### WHAT THE TASK REQUIRES
Filter the data below, keeping only lines that contain "Some".
══════════
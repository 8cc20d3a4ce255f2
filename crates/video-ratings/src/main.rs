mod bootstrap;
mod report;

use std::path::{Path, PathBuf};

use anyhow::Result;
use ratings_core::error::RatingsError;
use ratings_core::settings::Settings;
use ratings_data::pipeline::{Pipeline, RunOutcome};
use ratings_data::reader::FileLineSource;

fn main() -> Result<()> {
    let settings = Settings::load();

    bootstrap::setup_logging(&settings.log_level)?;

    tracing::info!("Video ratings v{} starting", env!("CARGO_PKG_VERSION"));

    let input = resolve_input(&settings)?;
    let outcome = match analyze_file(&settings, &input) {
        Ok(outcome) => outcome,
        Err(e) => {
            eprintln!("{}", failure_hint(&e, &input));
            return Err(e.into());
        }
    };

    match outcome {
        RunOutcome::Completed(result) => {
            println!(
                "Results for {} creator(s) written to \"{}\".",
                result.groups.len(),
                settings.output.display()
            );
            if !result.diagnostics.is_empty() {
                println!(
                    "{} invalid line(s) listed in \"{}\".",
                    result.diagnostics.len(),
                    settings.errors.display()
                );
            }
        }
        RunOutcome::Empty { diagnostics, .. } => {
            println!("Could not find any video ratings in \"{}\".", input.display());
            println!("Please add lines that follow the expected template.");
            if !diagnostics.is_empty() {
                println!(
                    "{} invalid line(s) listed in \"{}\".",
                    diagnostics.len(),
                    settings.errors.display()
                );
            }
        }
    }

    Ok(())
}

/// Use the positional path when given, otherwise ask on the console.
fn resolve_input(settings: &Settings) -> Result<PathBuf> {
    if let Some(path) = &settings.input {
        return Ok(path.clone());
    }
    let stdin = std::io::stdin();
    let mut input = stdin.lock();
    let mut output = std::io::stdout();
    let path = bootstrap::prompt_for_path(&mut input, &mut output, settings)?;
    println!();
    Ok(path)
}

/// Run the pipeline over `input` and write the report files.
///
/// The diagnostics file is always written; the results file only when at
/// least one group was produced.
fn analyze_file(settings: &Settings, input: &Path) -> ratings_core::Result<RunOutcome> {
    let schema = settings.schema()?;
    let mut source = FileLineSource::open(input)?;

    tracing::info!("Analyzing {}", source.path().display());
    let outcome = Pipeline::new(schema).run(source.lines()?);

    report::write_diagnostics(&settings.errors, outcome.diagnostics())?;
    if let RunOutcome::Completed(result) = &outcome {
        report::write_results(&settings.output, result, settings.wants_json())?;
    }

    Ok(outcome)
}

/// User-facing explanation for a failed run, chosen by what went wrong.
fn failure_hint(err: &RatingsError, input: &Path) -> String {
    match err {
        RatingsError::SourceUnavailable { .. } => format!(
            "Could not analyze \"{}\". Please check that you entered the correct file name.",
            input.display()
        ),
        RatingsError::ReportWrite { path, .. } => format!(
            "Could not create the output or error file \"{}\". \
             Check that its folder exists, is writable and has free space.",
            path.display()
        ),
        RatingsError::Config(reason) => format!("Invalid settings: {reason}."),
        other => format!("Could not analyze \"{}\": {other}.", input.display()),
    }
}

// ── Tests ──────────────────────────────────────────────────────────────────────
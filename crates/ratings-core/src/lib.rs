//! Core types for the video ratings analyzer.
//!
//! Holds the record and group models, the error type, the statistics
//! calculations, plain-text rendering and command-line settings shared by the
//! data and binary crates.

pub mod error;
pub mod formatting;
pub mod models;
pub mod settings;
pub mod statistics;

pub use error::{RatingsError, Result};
══════════
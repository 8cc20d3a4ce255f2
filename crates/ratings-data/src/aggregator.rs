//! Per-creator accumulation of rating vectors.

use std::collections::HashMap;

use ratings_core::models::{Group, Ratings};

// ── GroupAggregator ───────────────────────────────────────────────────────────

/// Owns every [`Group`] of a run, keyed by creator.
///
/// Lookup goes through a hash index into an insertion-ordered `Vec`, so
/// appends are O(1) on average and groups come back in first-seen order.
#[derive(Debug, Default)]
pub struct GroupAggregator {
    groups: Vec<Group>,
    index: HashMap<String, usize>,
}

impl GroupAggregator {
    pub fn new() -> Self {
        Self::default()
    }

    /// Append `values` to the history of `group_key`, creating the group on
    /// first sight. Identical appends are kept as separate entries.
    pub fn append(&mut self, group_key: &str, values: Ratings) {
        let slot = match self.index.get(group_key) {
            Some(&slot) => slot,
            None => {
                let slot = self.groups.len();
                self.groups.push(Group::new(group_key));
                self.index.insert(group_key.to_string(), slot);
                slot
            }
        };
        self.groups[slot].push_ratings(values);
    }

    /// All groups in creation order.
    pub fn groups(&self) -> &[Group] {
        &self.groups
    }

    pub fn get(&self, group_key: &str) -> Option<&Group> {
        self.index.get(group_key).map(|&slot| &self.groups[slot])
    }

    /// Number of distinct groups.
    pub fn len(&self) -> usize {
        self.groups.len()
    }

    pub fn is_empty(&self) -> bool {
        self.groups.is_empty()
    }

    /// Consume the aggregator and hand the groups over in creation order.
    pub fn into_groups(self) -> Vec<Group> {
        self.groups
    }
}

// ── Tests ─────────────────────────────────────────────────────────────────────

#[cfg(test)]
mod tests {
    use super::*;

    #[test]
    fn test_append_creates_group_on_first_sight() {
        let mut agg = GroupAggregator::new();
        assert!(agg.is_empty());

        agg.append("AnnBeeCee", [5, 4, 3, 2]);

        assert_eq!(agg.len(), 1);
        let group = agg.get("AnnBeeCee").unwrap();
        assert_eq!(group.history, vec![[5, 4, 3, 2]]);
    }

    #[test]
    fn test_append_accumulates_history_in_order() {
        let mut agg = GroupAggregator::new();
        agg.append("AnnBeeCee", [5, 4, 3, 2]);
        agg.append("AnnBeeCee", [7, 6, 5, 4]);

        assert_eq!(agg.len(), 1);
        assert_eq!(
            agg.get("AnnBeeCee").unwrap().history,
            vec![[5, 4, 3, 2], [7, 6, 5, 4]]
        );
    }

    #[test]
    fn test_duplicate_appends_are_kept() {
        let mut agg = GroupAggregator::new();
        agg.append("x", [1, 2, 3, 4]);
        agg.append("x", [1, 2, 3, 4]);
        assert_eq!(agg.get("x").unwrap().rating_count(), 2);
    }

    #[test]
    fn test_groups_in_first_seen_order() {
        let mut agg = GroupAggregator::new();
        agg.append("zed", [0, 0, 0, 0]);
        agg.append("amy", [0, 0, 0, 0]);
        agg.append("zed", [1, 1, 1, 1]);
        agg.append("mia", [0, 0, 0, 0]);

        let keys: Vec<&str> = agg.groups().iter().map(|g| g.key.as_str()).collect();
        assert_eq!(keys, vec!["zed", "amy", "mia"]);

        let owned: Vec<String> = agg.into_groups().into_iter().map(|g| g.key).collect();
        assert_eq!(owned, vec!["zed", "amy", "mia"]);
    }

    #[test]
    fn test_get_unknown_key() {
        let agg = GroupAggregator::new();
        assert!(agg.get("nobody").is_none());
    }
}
══════════
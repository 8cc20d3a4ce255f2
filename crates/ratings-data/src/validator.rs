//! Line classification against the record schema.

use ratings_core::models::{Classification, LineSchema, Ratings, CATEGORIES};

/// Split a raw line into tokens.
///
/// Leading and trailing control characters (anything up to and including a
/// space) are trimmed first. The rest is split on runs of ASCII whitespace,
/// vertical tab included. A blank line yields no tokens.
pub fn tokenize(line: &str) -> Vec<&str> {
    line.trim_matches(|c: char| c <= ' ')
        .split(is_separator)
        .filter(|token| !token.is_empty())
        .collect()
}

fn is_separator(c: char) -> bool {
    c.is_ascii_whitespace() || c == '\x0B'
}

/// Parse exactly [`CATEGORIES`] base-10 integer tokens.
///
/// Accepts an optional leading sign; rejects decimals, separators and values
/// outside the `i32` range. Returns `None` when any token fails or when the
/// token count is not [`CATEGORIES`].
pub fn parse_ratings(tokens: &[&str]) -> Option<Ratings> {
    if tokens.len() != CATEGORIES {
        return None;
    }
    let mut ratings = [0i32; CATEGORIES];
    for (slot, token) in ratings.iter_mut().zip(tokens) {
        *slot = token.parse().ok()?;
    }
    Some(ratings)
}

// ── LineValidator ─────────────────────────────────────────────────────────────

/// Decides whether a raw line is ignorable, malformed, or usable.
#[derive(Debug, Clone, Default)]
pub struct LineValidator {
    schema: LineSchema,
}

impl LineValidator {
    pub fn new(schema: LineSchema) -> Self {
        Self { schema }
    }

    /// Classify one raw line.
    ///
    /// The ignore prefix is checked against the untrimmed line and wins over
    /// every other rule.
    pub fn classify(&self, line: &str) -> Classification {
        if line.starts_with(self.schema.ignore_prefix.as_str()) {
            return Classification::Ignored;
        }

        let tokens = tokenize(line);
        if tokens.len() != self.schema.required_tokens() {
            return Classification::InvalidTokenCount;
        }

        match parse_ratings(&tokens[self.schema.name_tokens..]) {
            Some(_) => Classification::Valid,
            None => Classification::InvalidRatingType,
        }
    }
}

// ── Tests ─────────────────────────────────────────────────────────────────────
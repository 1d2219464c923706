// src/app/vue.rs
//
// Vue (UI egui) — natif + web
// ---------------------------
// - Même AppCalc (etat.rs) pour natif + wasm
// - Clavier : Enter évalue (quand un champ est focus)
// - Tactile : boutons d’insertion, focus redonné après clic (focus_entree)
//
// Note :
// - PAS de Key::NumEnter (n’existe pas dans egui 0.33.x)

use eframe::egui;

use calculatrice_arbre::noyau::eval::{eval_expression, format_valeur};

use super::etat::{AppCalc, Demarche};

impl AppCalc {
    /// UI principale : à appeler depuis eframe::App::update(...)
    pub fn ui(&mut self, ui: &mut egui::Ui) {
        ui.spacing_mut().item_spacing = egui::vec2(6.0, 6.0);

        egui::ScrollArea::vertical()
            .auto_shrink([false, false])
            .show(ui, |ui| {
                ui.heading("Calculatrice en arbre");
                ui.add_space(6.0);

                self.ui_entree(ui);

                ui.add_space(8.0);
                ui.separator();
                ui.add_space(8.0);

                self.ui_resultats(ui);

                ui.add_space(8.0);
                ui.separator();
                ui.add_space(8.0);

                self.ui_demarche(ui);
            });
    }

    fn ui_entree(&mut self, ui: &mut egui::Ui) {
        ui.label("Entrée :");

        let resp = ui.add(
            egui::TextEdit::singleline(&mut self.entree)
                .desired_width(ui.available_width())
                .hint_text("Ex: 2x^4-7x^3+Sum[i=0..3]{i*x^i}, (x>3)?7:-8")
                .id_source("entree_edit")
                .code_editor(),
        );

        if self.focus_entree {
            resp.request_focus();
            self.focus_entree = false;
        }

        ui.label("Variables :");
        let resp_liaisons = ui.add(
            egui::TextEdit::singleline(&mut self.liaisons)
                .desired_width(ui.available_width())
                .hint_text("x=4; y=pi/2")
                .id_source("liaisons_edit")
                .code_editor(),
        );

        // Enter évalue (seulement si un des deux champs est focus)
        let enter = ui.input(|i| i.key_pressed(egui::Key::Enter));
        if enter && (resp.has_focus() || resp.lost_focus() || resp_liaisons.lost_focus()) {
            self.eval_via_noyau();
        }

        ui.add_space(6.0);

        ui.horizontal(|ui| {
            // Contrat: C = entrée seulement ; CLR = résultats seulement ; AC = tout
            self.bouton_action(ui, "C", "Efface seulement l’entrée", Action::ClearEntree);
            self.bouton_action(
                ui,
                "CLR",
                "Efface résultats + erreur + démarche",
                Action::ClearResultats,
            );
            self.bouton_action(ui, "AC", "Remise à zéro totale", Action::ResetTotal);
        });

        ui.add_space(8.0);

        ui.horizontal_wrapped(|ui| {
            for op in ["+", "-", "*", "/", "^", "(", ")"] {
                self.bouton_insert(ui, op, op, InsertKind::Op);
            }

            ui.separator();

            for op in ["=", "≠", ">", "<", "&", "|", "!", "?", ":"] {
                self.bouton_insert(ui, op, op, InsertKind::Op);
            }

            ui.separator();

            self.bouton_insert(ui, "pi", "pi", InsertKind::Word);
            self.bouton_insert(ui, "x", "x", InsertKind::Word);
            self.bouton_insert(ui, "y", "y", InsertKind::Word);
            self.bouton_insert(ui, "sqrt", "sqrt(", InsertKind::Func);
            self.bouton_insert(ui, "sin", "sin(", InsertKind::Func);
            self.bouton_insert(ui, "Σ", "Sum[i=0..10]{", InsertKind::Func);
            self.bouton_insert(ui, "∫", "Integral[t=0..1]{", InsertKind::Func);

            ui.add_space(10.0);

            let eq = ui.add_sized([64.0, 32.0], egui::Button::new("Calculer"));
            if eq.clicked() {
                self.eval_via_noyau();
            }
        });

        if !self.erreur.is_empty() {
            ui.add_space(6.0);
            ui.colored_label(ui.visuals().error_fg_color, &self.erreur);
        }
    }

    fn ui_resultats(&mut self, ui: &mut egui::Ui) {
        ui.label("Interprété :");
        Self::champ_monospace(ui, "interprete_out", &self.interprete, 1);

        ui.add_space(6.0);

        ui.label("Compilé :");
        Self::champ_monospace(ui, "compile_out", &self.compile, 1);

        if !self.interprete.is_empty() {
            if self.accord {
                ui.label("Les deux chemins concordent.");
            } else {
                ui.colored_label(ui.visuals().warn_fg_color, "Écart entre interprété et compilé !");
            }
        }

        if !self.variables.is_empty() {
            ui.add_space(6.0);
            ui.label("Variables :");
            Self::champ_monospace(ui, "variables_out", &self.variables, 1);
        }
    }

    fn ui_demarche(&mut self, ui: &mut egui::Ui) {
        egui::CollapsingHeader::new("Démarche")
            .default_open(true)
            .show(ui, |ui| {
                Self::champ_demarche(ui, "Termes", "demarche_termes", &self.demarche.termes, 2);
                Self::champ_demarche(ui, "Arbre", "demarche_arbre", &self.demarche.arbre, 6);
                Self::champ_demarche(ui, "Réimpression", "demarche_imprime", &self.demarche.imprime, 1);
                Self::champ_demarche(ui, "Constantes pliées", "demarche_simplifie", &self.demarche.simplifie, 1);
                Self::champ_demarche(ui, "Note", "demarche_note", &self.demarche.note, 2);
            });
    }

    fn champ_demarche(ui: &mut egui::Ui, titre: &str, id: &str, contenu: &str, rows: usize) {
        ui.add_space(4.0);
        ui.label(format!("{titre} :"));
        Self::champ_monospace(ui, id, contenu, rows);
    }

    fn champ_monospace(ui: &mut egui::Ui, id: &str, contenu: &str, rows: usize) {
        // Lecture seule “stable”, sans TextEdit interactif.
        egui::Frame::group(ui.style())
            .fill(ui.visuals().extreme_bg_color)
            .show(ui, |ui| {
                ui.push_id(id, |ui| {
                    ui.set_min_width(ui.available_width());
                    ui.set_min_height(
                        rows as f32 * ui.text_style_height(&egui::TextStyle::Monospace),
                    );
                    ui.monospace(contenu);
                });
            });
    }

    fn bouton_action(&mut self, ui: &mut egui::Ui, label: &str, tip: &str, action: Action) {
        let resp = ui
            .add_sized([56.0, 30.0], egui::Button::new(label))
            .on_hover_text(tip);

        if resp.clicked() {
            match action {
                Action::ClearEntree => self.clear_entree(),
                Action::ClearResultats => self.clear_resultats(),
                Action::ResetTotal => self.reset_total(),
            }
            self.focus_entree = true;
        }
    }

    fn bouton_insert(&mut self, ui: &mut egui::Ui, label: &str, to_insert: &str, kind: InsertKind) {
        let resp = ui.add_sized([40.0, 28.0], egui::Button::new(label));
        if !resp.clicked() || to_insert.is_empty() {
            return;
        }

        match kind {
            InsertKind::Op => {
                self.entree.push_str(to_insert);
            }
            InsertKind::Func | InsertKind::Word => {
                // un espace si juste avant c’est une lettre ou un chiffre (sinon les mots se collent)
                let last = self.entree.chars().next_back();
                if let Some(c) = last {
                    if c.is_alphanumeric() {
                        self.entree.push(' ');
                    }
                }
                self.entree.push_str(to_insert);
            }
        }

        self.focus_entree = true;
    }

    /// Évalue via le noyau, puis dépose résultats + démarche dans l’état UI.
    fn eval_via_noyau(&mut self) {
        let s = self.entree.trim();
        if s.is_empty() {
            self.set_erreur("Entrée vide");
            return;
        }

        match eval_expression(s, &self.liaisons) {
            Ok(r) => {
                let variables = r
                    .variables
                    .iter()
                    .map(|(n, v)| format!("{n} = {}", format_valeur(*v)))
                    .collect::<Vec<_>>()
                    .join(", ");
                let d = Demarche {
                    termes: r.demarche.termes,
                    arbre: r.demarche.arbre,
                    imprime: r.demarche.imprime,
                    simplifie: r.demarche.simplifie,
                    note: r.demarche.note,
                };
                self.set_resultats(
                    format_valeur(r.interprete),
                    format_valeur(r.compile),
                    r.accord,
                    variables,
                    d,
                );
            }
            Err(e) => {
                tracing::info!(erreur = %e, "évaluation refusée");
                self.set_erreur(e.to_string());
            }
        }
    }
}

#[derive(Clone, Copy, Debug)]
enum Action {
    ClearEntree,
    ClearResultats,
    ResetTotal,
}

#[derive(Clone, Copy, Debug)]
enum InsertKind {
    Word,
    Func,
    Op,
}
══════════
### RESULT OF THIS TASK
    if let Some(path) = &settings.input {
            Some(&slot) => slot,
    Some(ratings)
            Some(_) => Classification::Valid,
                if let Some(c) = last {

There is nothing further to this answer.